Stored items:
==========

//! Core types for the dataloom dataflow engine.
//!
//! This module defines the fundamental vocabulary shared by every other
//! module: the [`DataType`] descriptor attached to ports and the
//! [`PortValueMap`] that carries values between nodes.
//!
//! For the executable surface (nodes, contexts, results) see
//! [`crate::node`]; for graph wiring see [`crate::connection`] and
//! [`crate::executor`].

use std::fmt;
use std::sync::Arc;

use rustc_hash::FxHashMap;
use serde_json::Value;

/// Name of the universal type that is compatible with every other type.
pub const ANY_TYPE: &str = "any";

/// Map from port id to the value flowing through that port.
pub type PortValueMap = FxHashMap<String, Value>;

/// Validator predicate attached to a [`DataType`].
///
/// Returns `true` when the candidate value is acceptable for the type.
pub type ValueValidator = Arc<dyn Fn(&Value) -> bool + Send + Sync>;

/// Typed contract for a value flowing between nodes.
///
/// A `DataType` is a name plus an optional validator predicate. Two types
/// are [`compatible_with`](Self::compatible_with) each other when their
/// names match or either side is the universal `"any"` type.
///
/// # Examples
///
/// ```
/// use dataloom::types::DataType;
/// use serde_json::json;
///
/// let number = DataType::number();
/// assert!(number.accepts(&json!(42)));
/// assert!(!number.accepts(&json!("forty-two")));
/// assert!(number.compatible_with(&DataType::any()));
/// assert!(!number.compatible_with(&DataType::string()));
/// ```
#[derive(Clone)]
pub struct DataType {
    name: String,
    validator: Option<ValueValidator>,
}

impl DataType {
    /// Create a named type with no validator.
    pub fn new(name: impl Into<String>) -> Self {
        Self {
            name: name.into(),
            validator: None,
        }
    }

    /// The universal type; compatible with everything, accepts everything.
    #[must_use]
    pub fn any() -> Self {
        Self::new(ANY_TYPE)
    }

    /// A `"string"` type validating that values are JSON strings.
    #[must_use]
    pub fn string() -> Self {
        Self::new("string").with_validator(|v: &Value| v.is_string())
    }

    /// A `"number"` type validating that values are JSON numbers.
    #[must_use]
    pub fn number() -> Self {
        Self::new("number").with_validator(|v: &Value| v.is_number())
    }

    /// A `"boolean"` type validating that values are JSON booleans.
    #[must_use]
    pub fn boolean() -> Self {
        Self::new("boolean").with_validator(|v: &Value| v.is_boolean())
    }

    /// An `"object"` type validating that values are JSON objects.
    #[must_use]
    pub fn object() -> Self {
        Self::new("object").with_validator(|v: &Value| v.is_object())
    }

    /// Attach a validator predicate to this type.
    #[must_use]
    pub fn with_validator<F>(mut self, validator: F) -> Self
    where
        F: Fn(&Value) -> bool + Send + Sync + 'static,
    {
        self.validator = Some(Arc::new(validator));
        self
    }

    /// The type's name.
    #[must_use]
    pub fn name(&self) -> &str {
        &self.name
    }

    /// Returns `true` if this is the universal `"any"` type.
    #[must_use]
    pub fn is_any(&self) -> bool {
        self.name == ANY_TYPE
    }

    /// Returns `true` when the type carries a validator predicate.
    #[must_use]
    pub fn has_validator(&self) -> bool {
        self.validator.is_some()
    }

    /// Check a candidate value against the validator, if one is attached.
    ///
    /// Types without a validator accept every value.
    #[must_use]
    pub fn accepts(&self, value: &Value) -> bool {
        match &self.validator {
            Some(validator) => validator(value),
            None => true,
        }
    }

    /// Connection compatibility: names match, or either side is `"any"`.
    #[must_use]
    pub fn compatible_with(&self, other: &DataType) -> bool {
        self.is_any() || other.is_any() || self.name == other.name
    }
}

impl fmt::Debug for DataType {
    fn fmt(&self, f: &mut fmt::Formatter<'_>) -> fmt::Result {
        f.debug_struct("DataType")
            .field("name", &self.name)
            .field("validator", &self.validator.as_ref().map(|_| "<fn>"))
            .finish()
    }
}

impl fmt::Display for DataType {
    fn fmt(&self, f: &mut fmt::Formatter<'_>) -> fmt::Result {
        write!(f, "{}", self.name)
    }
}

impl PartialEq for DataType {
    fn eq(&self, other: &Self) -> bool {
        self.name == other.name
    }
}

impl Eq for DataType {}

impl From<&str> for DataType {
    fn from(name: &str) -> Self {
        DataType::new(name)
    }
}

==========

ASSIGNMENT: When a line above includes the word "accepts", please list that line.

WORKED SOLUTION:
/// assert!(number.accepts(&json!(42)));
/// assert!(!number.accepts(&json!("forty-two")));
    /// The universal type; compatible with everything, accepts everything.
    pub fn accepts(&self, value: &Value) -> bool {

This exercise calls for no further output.